Search the records that follow and extract every line containing the string "NaiveDateTime".

Segment Start: Exercise inputs

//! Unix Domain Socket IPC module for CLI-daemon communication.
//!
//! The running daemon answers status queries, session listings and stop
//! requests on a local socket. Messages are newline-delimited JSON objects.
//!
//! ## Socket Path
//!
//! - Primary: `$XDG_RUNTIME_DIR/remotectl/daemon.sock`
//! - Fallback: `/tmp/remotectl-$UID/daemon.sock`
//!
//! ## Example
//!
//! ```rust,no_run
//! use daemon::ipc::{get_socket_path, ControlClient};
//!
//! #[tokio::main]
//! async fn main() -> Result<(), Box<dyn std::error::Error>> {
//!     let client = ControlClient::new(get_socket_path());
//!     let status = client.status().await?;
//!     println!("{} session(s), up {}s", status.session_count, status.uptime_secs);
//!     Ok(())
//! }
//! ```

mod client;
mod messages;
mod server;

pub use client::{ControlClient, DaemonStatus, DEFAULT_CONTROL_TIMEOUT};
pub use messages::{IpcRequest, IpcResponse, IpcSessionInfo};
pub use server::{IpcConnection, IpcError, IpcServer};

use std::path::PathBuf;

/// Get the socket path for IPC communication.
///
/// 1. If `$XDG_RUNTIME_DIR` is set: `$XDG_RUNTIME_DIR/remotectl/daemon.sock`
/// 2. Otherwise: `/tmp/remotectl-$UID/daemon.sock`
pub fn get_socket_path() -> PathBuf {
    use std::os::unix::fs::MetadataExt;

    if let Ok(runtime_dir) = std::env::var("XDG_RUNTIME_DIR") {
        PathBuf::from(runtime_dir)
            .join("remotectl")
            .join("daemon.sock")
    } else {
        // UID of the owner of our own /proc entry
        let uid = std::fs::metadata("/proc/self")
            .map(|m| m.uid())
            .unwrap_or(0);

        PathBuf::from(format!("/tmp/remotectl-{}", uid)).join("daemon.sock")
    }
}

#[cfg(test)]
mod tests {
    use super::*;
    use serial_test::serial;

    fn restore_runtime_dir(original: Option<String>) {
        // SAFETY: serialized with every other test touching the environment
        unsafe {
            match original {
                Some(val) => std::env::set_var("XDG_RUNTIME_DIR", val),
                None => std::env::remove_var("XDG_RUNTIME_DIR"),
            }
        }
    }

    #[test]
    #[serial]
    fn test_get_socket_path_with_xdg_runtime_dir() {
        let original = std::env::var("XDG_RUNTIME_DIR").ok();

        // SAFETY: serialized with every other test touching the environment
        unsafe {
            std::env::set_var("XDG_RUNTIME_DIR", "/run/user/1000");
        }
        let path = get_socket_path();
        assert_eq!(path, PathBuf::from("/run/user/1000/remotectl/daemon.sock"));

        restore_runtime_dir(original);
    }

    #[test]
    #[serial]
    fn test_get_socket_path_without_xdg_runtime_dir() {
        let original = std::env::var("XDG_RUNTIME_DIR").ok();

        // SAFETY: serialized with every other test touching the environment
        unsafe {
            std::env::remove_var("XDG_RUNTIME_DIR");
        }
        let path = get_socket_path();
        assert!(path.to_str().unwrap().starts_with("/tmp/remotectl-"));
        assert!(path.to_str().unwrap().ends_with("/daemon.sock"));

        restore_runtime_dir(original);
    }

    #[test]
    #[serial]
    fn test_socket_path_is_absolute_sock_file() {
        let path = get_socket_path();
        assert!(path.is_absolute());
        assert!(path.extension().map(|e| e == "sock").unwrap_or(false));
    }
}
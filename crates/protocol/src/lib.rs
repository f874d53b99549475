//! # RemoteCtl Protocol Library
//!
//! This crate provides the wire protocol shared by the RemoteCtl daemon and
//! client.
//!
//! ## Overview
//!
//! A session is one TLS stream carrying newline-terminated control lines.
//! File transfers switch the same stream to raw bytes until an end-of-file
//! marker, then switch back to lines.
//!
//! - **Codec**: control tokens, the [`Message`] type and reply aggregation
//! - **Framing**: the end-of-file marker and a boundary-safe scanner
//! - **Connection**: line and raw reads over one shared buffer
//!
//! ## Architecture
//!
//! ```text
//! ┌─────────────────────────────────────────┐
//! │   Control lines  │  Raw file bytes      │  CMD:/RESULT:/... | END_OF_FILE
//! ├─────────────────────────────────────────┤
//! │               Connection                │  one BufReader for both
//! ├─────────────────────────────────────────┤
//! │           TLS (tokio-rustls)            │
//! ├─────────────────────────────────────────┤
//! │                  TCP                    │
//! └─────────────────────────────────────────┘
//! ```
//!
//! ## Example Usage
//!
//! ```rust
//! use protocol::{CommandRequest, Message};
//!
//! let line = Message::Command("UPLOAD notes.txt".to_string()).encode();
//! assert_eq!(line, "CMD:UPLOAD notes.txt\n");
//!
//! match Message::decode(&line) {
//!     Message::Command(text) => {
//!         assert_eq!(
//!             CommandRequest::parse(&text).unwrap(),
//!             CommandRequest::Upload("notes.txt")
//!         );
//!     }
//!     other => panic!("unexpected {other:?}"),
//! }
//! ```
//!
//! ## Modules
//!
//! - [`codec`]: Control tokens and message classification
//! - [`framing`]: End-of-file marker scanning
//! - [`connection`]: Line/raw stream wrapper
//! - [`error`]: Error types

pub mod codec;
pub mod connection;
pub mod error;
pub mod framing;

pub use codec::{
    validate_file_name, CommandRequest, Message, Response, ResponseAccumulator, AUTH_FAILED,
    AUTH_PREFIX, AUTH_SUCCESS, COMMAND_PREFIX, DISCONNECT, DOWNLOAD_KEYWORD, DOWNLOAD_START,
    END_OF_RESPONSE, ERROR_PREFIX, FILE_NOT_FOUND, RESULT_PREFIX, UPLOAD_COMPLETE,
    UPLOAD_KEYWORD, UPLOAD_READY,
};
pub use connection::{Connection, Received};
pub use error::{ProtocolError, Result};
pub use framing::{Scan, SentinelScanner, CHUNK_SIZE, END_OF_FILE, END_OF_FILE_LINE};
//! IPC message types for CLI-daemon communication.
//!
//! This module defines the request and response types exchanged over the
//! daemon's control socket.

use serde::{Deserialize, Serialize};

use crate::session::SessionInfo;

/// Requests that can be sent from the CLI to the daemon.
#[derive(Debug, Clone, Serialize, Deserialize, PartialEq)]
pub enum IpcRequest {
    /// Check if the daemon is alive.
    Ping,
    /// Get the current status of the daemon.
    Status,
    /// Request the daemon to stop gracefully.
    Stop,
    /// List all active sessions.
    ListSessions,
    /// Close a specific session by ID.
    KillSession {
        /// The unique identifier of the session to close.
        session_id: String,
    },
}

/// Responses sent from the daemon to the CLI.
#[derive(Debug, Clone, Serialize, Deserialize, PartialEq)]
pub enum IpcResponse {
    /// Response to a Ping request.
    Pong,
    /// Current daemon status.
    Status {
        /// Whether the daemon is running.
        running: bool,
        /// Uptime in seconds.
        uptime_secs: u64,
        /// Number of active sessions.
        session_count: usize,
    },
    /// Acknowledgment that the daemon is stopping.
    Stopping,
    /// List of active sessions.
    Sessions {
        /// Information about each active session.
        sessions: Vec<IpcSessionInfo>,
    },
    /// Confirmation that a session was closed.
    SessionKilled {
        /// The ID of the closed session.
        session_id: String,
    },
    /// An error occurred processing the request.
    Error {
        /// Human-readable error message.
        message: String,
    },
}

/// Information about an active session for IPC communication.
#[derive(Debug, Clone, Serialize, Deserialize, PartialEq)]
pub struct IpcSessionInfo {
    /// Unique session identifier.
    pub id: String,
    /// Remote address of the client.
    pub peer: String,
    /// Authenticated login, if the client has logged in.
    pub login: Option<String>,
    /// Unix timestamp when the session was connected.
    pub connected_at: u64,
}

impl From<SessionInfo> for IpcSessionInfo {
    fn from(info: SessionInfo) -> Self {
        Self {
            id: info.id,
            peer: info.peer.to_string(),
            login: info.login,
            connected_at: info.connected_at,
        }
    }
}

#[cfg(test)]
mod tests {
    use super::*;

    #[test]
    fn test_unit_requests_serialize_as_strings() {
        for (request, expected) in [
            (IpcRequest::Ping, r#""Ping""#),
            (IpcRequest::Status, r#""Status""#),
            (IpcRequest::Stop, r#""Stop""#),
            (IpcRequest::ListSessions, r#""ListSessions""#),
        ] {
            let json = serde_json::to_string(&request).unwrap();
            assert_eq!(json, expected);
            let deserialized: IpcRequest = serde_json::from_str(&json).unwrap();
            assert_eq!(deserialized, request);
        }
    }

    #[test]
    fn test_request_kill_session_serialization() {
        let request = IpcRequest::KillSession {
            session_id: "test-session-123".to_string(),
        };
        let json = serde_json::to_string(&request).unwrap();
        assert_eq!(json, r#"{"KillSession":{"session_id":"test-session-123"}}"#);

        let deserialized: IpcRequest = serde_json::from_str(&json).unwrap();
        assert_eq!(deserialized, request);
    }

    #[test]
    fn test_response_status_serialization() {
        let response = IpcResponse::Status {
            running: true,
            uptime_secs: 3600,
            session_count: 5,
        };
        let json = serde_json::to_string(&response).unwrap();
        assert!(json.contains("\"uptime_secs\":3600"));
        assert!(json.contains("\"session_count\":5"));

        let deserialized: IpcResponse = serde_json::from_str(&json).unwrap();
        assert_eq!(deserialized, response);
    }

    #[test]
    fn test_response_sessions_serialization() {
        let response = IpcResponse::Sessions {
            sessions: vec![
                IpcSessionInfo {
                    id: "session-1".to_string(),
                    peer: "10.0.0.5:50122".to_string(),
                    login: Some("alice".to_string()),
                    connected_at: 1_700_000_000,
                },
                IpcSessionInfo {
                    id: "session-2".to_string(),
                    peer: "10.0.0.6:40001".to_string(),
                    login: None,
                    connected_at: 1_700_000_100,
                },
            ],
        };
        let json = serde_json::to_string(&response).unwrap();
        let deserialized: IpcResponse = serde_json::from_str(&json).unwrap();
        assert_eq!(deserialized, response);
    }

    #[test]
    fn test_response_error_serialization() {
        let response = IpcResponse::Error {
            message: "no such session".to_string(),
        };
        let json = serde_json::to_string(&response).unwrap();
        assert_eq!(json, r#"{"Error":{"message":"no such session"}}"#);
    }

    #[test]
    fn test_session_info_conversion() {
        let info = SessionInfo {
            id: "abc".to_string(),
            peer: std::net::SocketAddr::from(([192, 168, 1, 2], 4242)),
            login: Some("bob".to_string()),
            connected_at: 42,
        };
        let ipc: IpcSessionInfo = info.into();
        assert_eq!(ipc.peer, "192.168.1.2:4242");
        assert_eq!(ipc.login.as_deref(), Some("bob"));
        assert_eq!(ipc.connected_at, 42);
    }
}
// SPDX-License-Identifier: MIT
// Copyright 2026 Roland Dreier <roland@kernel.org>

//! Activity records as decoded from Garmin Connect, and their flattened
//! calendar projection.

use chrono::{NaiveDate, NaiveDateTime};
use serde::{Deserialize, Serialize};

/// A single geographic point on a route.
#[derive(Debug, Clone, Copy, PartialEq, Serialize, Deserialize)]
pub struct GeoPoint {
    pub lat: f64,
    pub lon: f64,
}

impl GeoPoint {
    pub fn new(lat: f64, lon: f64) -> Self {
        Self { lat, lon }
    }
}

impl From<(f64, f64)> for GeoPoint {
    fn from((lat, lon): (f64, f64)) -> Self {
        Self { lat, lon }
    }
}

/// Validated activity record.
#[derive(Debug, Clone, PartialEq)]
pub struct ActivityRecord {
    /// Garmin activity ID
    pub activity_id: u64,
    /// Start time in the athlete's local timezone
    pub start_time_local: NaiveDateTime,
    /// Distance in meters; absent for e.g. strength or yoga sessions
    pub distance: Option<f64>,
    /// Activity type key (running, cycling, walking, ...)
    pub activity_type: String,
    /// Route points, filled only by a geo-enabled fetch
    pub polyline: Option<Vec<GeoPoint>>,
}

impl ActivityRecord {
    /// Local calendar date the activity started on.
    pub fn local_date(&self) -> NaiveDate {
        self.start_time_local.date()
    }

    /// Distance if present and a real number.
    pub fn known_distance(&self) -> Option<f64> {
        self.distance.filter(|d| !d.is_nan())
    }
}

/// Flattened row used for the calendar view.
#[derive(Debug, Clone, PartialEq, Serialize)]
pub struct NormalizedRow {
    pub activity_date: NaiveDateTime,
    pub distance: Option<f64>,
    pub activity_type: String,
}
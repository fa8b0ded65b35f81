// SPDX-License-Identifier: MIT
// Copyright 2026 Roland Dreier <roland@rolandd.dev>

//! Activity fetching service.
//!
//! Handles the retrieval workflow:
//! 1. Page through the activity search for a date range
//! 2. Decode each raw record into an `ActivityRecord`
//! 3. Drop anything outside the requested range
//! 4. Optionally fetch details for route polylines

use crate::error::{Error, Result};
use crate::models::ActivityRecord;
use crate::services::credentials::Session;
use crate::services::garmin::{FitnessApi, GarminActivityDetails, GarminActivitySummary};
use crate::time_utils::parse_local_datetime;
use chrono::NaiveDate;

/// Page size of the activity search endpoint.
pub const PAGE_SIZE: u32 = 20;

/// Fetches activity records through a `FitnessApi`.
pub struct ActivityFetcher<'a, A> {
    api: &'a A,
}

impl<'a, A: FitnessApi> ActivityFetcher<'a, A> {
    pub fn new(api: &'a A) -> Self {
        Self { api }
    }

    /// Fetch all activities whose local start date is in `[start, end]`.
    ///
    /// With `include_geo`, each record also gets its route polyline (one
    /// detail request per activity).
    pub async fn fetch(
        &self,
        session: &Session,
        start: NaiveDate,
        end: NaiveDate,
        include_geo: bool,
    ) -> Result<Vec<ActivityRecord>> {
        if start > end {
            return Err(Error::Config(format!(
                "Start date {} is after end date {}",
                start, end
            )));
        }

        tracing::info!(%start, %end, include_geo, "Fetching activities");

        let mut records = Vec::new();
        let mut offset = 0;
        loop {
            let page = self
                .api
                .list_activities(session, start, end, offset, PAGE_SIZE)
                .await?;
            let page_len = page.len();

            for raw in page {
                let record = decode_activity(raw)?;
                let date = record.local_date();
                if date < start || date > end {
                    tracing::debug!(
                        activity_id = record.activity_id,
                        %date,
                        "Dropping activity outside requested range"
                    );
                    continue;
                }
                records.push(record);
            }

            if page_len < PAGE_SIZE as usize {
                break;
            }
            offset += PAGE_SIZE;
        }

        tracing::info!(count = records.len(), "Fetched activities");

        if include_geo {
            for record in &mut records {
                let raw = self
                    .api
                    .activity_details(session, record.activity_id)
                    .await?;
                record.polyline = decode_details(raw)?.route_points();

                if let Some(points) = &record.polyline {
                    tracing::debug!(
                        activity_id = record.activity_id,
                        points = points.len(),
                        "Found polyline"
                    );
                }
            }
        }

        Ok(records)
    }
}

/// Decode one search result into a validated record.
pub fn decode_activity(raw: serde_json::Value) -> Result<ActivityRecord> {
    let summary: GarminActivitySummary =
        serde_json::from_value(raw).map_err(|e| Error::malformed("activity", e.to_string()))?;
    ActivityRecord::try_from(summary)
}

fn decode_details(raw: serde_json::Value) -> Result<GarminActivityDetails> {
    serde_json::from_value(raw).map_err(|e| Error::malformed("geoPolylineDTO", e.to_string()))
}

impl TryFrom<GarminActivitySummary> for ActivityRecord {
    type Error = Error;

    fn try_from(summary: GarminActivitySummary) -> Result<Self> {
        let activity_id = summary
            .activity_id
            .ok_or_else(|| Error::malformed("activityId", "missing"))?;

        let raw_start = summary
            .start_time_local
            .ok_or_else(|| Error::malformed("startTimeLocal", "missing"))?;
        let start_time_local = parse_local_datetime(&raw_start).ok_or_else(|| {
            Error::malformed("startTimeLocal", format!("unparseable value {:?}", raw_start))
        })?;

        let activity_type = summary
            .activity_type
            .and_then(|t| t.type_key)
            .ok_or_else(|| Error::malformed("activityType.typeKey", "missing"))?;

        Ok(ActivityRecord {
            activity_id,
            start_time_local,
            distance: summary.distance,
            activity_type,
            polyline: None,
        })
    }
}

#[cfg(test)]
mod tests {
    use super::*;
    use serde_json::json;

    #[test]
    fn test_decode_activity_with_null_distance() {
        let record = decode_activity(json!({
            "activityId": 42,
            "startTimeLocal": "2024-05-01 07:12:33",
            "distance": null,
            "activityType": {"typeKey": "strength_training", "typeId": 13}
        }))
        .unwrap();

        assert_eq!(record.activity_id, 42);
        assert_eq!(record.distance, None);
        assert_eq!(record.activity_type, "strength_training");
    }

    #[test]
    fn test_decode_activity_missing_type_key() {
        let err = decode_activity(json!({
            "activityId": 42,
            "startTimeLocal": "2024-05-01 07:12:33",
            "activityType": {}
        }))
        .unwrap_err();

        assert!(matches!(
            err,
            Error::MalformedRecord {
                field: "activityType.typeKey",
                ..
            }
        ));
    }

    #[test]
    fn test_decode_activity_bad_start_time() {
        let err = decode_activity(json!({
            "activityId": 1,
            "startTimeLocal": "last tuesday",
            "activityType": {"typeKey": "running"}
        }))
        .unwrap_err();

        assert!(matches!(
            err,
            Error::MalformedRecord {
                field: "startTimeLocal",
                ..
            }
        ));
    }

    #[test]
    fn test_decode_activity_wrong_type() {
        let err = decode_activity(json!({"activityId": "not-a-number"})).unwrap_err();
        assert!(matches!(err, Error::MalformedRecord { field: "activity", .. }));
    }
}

Segment End: Exercise inputs

Output of the exercise:
use chrono::{NaiveDate, NaiveDateTime};
    pub start_time_local: NaiveDateTime,
    pub activity_date: NaiveDateTime,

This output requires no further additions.